OPERATOR: Thank you. Ladies and gentlemen, as a reminder this call is on the record. At this time we will open the floor for questions.
(Gives queuing instructions.)
And we will take our first question from Ed Cox of Patterson Belknap.
Q: Yes. Taking the other point of view from Celeste, what are the chances here with respect to Putin and staying in power of foreign adventurism, like he did with respect to Crimea? And I’m not sure it’s exactly related, but what does the problems in Russia mean with respect to their condominium with China, which is unnatural in a historical context?
GLASSER: Thanks. Great question. Celeste, do you want to try that?
WALLANDER: Sure. I tend to be—I tend to think that the particular mix of weaknesses that Tom and Steve laid out so well will not lead to kind of a wag the dog—(laughs)—you know, wag the dog sort of scenario that would encourage the Kremlin to look for some kind of crisis or adventure abroad. I don’t think the—first of all, I don’t think that that was the reason for intervention in Crimea, nor was it the reason for intervention in the Donbas.
The reason for those interventions was the Kremlin saw it losing influence and decided to take action to prevent the loss of influence. And then, in the case of Crimea, pretty skillfully turned that into a popularity success. Similarly with Syria, the intervention in Syria was to save Assad. He was losing in the summer of 2015. And so the intervention was to prevent a color revolution or a regime change. And then, you know, the publicity machine turned on and made the Russian intervention look very powerful and energetic—and did a good job. But that wasn’t the reason for the intervention.
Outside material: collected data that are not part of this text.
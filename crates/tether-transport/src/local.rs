//! In-process relay: every endpoint lives in the same process and shares
//! one [`RelayHub`].
//!
//! The hub mimics the relay behaviour the connection state machine cares
//! about: per-connection peer ids, one host per (region, name), room-name
//! conflicts, capacity limits, and the room vanishing with its host.

use std::collections::{BTreeSet, HashMap};
use std::sync::{Arc, Mutex, MutexGuard, PoisonError};

use tether_protocol::{PeerId, Recipient};
use tokio::sync::mpsc;

use crate::{DisconnectReason, Relay, RelayEvent, RoomSpec, TransportError};

/// Default room capacity, host included.
const DEFAULT_MAX_PEERS: usize = 8;

type EndpointId = u64;

/// Where a connected endpoint currently is.
#[derive(Debug, Clone)]
enum Place {
    Host(RoomSpec),
    Client(RoomSpec),
    Lobby(String),
}

#[derive(Debug, Clone)]
struct Link {
    peer: PeerId,
    place: Place,
}

struct Endpoint {
    events: mpsc::UnboundedSender<RelayEvent>,
    link: Option<Link>,
}

struct HostedRoom {
    host: PeerId,
    clients: BTreeSet<PeerId>,
}

impl HostedRoom {
    fn members(&self) -> impl Iterator<Item = PeerId> + '_ {
        std::iter::once(self.host).chain(self.clients.iter().copied())
    }
}

struct HubState {
    next_peer_id: u64,
    next_endpoint: EndpointId,
    max_peers: usize,
    rooms: HashMap<RoomSpec, HostedRoom>,
    endpoints: HashMap<EndpointId, Endpoint>,
    /// Reverse index from the current connection's peer id.
    peers: HashMap<PeerId, EndpointId>,
}

impl HubState {
    fn allocate_peer(&mut self, endpoint: EndpointId) -> PeerId {
        let peer = PeerId(self.next_peer_id);
        self.next_peer_id += 1;
        self.peers.insert(peer, endpoint);
        peer
    }

    fn emit(&self, endpoint: EndpointId, event: RelayEvent) {
        if let Some(ep) = self.endpoints.get(&endpoint) {
            // A dropped receiver just means nobody listens any more.
            let _ = ep.events.send(event);
        }
    }

    fn emit_to_peer(&self, peer: PeerId, event: RelayEvent) {
        if let Some(endpoint) = self.peers.get(&peer) {
            self.emit(*endpoint, event);
        }
    }

    fn link(&self, endpoint: EndpointId) -> Option<&Link> {
        self.endpoints.get(&endpoint).and_then(|ep| ep.link.as_ref())
    }

    fn set_link(&mut self, endpoint: EndpointId, link: Option<Link>) {
        if let Some(ep) = self.endpoints.get_mut(&endpoint) {
            ep.link = link;
        }
    }

    /// Tears down the endpoint's connection and notifies everyone
    /// affected. `reason` is what the endpoint itself is told.
    fn detach(&mut self, endpoint: EndpointId, reason: DisconnectReason) {
        let Some(link) = self.link(endpoint).cloned() else {
            self.emit(endpoint, RelayEvent::Disconnected(reason));
            return;
        };
        self.set_link(endpoint, None);
        self.peers.remove(&link.peer);

        match &link.place {
            Place::Host(room) => {
                if let Some(hosted) = self.rooms.remove(room) {
                    tracing::info!(%room, host = %link.peer, "host left, room closed");
                    for client in hosted.clients {
                        self.emit_to_peer(client, RelayEvent::MasterSwitched);
                        self.emit_to_peer(
                            client,
                            RelayEvent::Disconnected(DisconnectReason::HostLeft),
                        );
                        if let Some(ep) = self.peers.remove(&client) {
                            self.set_link(ep, None);
                        }
                    }
                }
            }
            Place::Client(room) => {
                if let Some(hosted) = self.rooms.get_mut(room) {
                    hosted.clients.remove(&link.peer);
                    let host = hosted.host;
                    self.emit_to_peer(
                        host,
                        RelayEvent::PeerDisconnected(link.peer, reason.clone()),
                    );
                }
            }
            Place::Lobby(_) => {}
        }

        self.emit(endpoint, RelayEvent::Disconnected(reason));
    }
}

// ---------------------------------------------------------------------------
// RelayHub
// ---------------------------------------------------------------------------

/// The shared relay service. Cheap to clone; every clone is the same hub.
#[derive(Clone)]
pub struct RelayHub {
    state: Arc<Mutex<HubState>>,
}

impl RelayHub {
    /// Creates an empty hub with the default room capacity.
    pub fn new() -> Self {
        Self::with_max_peers(DEFAULT_MAX_PEERS)
    }

    /// Creates an empty hub whose rooms hold at most `max_peers` peers,
    /// host included.
    pub fn with_max_peers(max_peers: usize) -> Self {
        Self {
            state: Arc::new(Mutex::new(HubState {
                next_peer_id: 1,
                next_endpoint: 1,
                max_peers: max_peers.max(1),
                rooms: HashMap::new(),
                endpoints: HashMap::new(),
                peers: HashMap::new(),
            })),
        }
    }

    /// Opens a new endpoint. The receiver yields every event the relay
    /// sends to it.
    pub fn endpoint(&self) -> (LocalRelay, mpsc::UnboundedReceiver<RelayEvent>) {
        let (tx, rx) = mpsc::unbounded_channel();
        let mut state = lock(&self.state);
        let id = state.next_endpoint;
        state.next_endpoint += 1;
        state.endpoints.insert(
            id,
            Endpoint {
                events: tx,
                link: None,
            },
        );
        (
            LocalRelay {
                state: Arc::clone(&self.state),
                endpoint: id,
            },
            rx,
        )
    }

    /// Makes the next connection receive `id`. Ids keep counting up from
    /// there. Lets tests reproduce specific join orders.
    pub fn set_next_peer_id(&self, id: u64) {
        lock(&self.state).next_peer_id = id;
    }

    /// The host of `room`, if it exists.
    pub fn host_of(&self, room: &RoomSpec) -> Option<PeerId> {
        lock(&self.state).rooms.get(room).map(|r| r.host)
    }

    /// Every peer in `room`, host first, then clients ascending.
    pub fn members(&self, room: &RoomSpec) -> Vec<PeerId> {
        lock(&self.state)
            .rooms
            .get(room)
            .map(|r| r.members().collect())
            .unwrap_or_default()
    }

    /// Simulates the relay losing track of `peer`: the peer is told
    /// `Timeout` and the rest of the room reacts as if it left.
    pub fn time_out(&self, peer: PeerId) {
        let mut state = lock(&self.state);
        if let Some(endpoint) = state.peers.get(&peer).copied() {
            tracing::debug!(%peer, "simulating relay timeout");
            state.detach(endpoint, DisconnectReason::Timeout);
        }
    }
}

impl Default for RelayHub {
    fn default() -> Self {
        Self::new()
    }
}

fn lock(state: &Mutex<HubState>) -> MutexGuard<'_, HubState> {
    // The hub holds no invariants a panicking test could half-apply
    // that matter more than keeping other endpoints usable.
    state.lock().unwrap_or_else(PoisonError::into_inner)
}

// ---------------------------------------------------------------------------
// LocalRelay
// ---------------------------------------------------------------------------

/// One endpoint on a [`RelayHub`].
pub struct LocalRelay {
    state: Arc<Mutex<HubState>>,
    endpoint: EndpointId,
}

impl LocalRelay {
    fn ensure_idle(state: &HubState, endpoint: EndpointId) -> Result<(), TransportError> {
        match state.link(endpoint) {
            Some(link) => Err(TransportError::AlreadyConnected(link.peer)),
            None => Ok(()),
        }
    }
}

impl Relay for LocalRelay {
    async fn start_host(&self, room: &RoomSpec) -> Result<(), TransportError> {
        let mut state = lock(&self.state);
        Self::ensure_idle(&state, self.endpoint)?;

        if state.rooms.contains_key(room) {
            tracing::debug!(%room, "host start refused, name taken");
            state.emit(
                self.endpoint,
                RelayEvent::Disconnected(DisconnectReason::RoomNameConflict),
            );
            return Ok(());
        }

        let peer = state.allocate_peer(self.endpoint);
        state.rooms.insert(
            room.clone(),
            HostedRoom {
                host: peer,
                clients: BTreeSet::new(),
            },
        );
        state.set_link(
            self.endpoint,
            Some(Link {
                peer,
                place: Place::Host(room.clone()),
            }),
        );
        tracing::info!(%room, %peer, "room hosted");
        state.emit(self.endpoint, RelayEvent::Connected { local_id: peer });
        Ok(())
    }

    async fn start_client(
        &self,
        room: &RoomSpec,
        payload: &[u8],
    ) -> Result<(), TransportError> {
        let mut state = lock(&self.state);
        Self::ensure_idle(&state, self.endpoint)?;

        let max_peers = state.max_peers;
        let host = match state.rooms.get(room) {
            None => {
                state.emit(
                    self.endpoint,
                    RelayEvent::Disconnected(DisconnectReason::RoomNotFound),
                );
                return Ok(());
            }
            Some(hosted) if hosted.clients.len() + 1 >= max_peers => {
                state.emit(
                    self.endpoint,
                    RelayEvent::Disconnected(DisconnectReason::RoomFull),
                );
                return Ok(());
            }
            Some(hosted) => hosted.host,
        };

        let peer = state.allocate_peer(self.endpoint);
        if let Some(hosted) = state.rooms.get_mut(room) {
            hosted.clients.insert(peer);
        }
        state.set_link(
            self.endpoint,
            Some(Link {
                peer,
                place: Place::Client(room.clone()),
            }),
        );
        tracing::debug!(%room, %peer, payload_len = payload.len(), "client joined");
        state.emit(self.endpoint, RelayEvent::Connected { local_id: peer });
        state.emit_to_peer(host, RelayEvent::PeerConnected(peer));
        Ok(())
    }

    async fn join_lobby(&self, region: &str) -> Result<(), TransportError> {
        let mut state = lock(&self.state);
        Self::ensure_idle(&state, self.endpoint)?;

        let peer = state.allocate_peer(self.endpoint);
        state.set_link(
            self.endpoint,
            Some(Link {
                peer,
                place: Place::Lobby(region.to_string()),
            }),
        );
        state.emit(self.endpoint, RelayEvent::Connected { local_id: peer });
        Ok(())
    }

    async fn shutdown(&self) -> Result<(), TransportError> {
        lock(&self.state).detach(self.endpoint, DisconnectReason::LocalShutdown);
        Ok(())
    }

    async fn send(&self, to: Recipient, data: &[u8]) -> Result<(), TransportError> {
        let state = lock(&self.state);
        let link = state.link(self.endpoint).ok_or(TransportError::NotConnected)?;
        let room = match &link.place {
            Place::Host(room) | Place::Client(room) => room,
            Place::Lobby(_) => return Err(TransportError::NotConnected),
        };
        let hosted = state.rooms.get(room).ok_or(TransportError::NotConnected)?;

        let sender = link.peer;
        for peer in hosted.members().filter(|p| to.includes(*p, sender)) {
            state.emit_to_peer(
                peer,
                RelayEvent::Message {
                    from: sender,
                    data: data.to_vec(),
                },
            );
        }
        Ok(())
    }

    fn local_peer(&self) -> Option<PeerId> {
        lock(&self.state).link(self.endpoint).map(|l| l.peer)
    }

    fn connected_peers(&self) -> Vec<PeerId> {
        let state = lock(&self.state);
        let Some(link) = state.link(self.endpoint) else {
            return Vec::new();
        };
        match &link.place {
            Place::Host(room) | Place::Client(room) => state
                .rooms
                .get(room)
                .map(|r| r.members().filter(|p| *p != link.peer).collect())
                .unwrap_or_default(),
            Place::Lobby(_) => Vec::new(),
        }
    }
}

impl Drop for LocalRelay {
    fn drop(&mut self) {
        let mut state = lock(&self.state);
        if state.link(self.endpoint).is_some() {
            state.detach(self.endpoint, DisconnectReason::LocalShutdown);
        }
        state.endpoints.remove(&self.endpoint);
    }
}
So I tend to be skeptical that the Kremlin would intervene out of a need to be popular. That doesn’t mean that it wouldn’t—that the crisis would prevent the Kremlin from being willing to intervene if it perceived a significant loss somewhere in, you know, the Eurasian periphery, or somewhere that was important to either business oil markets or, you know, certainly relations. But simply being drive by the problems at home, that’s not one of the scenarios that really keeps me up at night.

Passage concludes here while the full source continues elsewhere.